On May 1, 1865, recently freed African Americans held a parade of 10,000 people to honor 257 dead Union Soldiers. Accompanied by some white missionaries, these former slaves staged a parade around the racetrack. Three thousand black schoolchildren carried bouquets of flowers and sang “John Brown’s Body.” Members of the famed 54th Massachusetts and other black Union regiments were in attendance and performed double-time marches. Black ministers recited verses from the Bible.

Before the day was over, the remains of the Union soldiers would be provided proper burial befitting heroes.

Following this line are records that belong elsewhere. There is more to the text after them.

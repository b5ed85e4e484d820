//! Stats command implementation.

use super::load_config;
use crate::api;
use anyhow::{Context, Result};
use std::path::Path;
use tinyweb_core::SiteData;

/// Print the four homepage counts
pub fn show_stats(config_path: &Path, json: bool) -> Result<()> {
    let config = load_config(config_path)?;
    let data = SiteData::load(&config.data_dir()).context("Failed to load site data")?;
    let counts = data.counts();

    if json {
        let payload = api::envelope("site.stats", counts);
        println!("{}", serde_json::to_string_pretty(&payload)?);
        return Ok(());
    }

    println!("Roadmaps:      {}", counts.roadmaps);
    println!("Documentation: {}", counts.docs);
    println!("Projects:      {}", counts.projects);
    println!("Tools:         {}", counts.tools);
    Ok(())
}
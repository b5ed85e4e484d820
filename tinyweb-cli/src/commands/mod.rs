//! CLI command implementations.

pub mod build;
pub mod config;
pub mod docs;
pub mod init;
pub mod projects;
pub mod serve;
pub mod stats;

pub use build::build_site;
pub use config::config_get;
pub use docs::list_docs;
pub use init::init_site;
pub use projects::list_projects;
pub use serve::serve;
pub use stats::show_stats;

use anyhow::{Context, Result};
use chrono::Datelike;
use std::path::Path;
use tinyweb_core::Config;
use tinyweb_render::Layout;

pub(crate) fn load_config(config_path: &Path) -> Result<Config> {
    tracing::debug!("Loading config from {:?}", config_path);
    Config::from_file(config_path)
        .with_context(|| format!("Failed to load configuration from {:?}", config_path))
}

pub(crate) fn page_layout(config: &Config) -> Layout {
    Layout::from_config(config, chrono::Utc::now().year())
}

For people whose literal freedom was paid for by the blood of these men, it was an act of gratitude for selfless service of the common good that should always be a part of a genuine Memorial Day remembrance. But that it is not all that must be remembered on Memorial Day.

The Costs of War

The arts produced during every war era have long included a genre bewailing the death-dealing aspects of war. Remarque’s All Quiet on the Western Front, a novel that critiqued the power of nationalist ideology to manipulate the young and the naïve with deadly results, was ultimately banned in Hitler’s Third Reich.  The nihilistic vision of Francis Ford Copola’s Apocalypse Now and the heartrending narrative of Stanley Kubrick’s Full Metal Jacket powerfully spoke to the mindlessness of war.

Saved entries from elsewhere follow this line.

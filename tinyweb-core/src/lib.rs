//! # tinyweb-core
//!
//! Core library for the tinyweb content site.
//!
//! Three independent read paths live here: the documentation index
//! ([`docs`]), the homepage aggregates ([`home`]) and the project metadata
//! extractor ([`projects`]). Configuration, front-matter parsing and
//! markdown rendering support them.

pub mod config;
pub mod docs;
pub mod frontmatter;
pub mod home;
pub mod markdown;
pub mod projects;
pub mod slug;

pub use config::Config;
pub use docs::{
    group_by_category, load_documents, search, CategoryGroup, DocsError, DocsView,
    DocumentSource, GroupedDocuments,
};
pub use frontmatter::Frontmatter;
pub use home::{HomeError, SiteData};
pub use markdown::{MarkdownProcessor, RenderedMarkdown};
pub use projects::{
    extract_project, load_project, load_project_pages, load_projects, ProjectListing, ProjectPage,
    NO_DESCRIPTION,
};
pub use slug::slugify;
pub use tinyweb_types::{DocumentDescriptor, ProjectSummary, SiteCounts, Social};

use std::time::Duration;

/// Document source selected by the configuration
pub fn document_source(config: &Config) -> Result<DocumentSource, DocsError> {
    match &config.docs.endpoint {
        Some(url) => {
            DocumentSource::endpoint(url.clone(), Duration::from_secs(config.docs.timeout_secs))
        }
        None => Ok(DocumentSource::file(config.docs_file())),
    }
}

As is often the case, the artist is the prophet of the modern age, holding up the mirror to society and daring us to look carefully at who we have become. More often than not we are more inclined to stone the prophet than to engage in any kind of self-reflexivity.

In the period after World War II, the two juggernauts of self-serving empire who had survived the conflagration that swallowed up most of Europe confronted one another in a “cold war.” That endless war envisioned by George Orwell’s 1984 would rob countless young men and women of their families, their homes, their dreams and ultimately their lives in places with names like Inchon, Korea, Da Nang, Vietnam, and the tiny island nation of Grenada in the Caribbean.

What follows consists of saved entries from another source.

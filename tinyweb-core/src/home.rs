//! Homepage data: counts of the bundled collections and footer socials.

use serde::Deserialize;
use std::path::{Path, PathBuf};
use thiserror::Error;
use tinyweb_types::{SiteCounts, Social};

#[derive(Error, Debug)]
pub enum HomeError {
    #[error("Failed to read {path:?}: {source}")]
    Io {
        path: PathBuf,
        #[source]
        source: std::io::Error,
    },

    #[error("{path:?} is not a JSON array: {source}")]
    NotAnArray {
        path: PathBuf,
        #[source]
        source: serde_json::Error,
    },

    #[error("Invalid site metadata in {path:?}: {source}")]
    SiteMeta {
        path: PathBuf,
        #[source]
        source: serde_json::Error,
    },
}

#[derive(Debug, Clone, Default, Deserialize)]
struct SiteMeta {
    #[serde(default)]
    socials: Vec<Social>,
}

/// Bundled site collections, loaded once
#[derive(Debug, Clone, Default)]
pub struct SiteData {
    counts: SiteCounts,
    socials: Vec<Social>,
}

impl SiteData {
    /// Read the four collections and the optional `site/site.json`
    ///
    /// Layout under `data_dir`:
    /// `roadmaps.json`, `site/docs.json`, `site/projects.json`,
    /// `site/tools.json`, `site/site.json`.
    pub fn load(data_dir: &Path) -> Result<Self, HomeError> {
        let site_dir = data_dir.join("site");

        let counts = SiteCounts {
            roadmaps: collection_len(&data_dir.join("roadmaps.json"))?,
            docs: collection_len(&site_dir.join("docs.json"))?,
            projects: collection_len(&site_dir.join("projects.json"))?,
            tools: collection_len(&site_dir.join("tools.json"))?,
        };

        let meta_path = site_dir.join("site.json");
        let socials = if meta_path.exists() {
            let bytes = read(&meta_path)?;
            let meta: SiteMeta =
                serde_json::from_slice(&bytes).map_err(|source| HomeError::SiteMeta {
                    path: meta_path.clone(),
                    source,
                })?;
            meta.socials
        } else {
            tracing::debug!("No site metadata at {:?}", meta_path);
            Vec::new()
        };

        tracing::info!(
            roadmaps = counts.roadmaps,
            docs = counts.docs,
            projects = counts.projects,
            tools = counts.tools,
            "Loaded site data"
        );

        Ok(Self { counts, socials })
    }

    pub fn from_parts(counts: SiteCounts, socials: Vec<Social>) -> Self {
        Self { counts, socials }
    }

    pub fn counts(&self) -> SiteCounts {
        self.counts
    }

    pub fn socials(&self) -> &[Social] {
        &self.socials
    }
}

fn read(path: &Path) -> Result<Vec<u8>, HomeError> {
    std::fs::read(path).map_err(|source| HomeError::Io {
        path: path.to_path_buf(),
        source,
    })
}

/// Element count of a JSON array; the elements themselves are not inspected
fn collection_len(path: &Path) -> Result<usize, HomeError> {
    let bytes = read(path)?;
    let items: Vec<serde::de::IgnoredAny> =
        serde_json::from_slice(&bytes).map_err(|source| HomeError::NotAnArray {
            path: path.to_path_buf(),
            source,
        })?;
    Ok(items.len())
}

It would be a four-decade long period marked by fears of Mutually Assured Destruction from ever more effective nuclear bombs, weapons that would come within minutes of being deployed in the 1962 Cuban Missile Crisis as we children in Florida trembled under our desks. It would be a period of mass hysteria and moral panics that would locate a communist behind every tree from the films that Hollywood produced to the podiums from which academics even slightly critical of US imperial policy questioned it.  

Countless lives would be ruined in the mindlessness which resulted.

The ongoing war would come at an enormous cost to this country in the lives of its children. That toll would be extracted primarily from the working poor who could not avoid the draft and, once that was ended due to middle class white resistance, were sold a bill of goods that the armed forces was their only out from the hopelessness of their declining rural towns and inner city ghettos.

It would also come at an enormous cost to the "general welfare" of the country itself. While Lyndon Johnson promised the American people guns and butter, in fact the guns quickly ran away with the butter. Today Trumpland touts a military that is the largest in the world, spending more than its next seven closest competitors combined. While it has made the dealers of the weapons of war like Blackwater extremely wealthy, that spending has come at a major cost to vulnerable people ranging from the mentally ill on our streets to the very veterans who fought these wars returning home with life changing damages to body and soul. All these needs have consistently been underestimated, underfunded and ignored.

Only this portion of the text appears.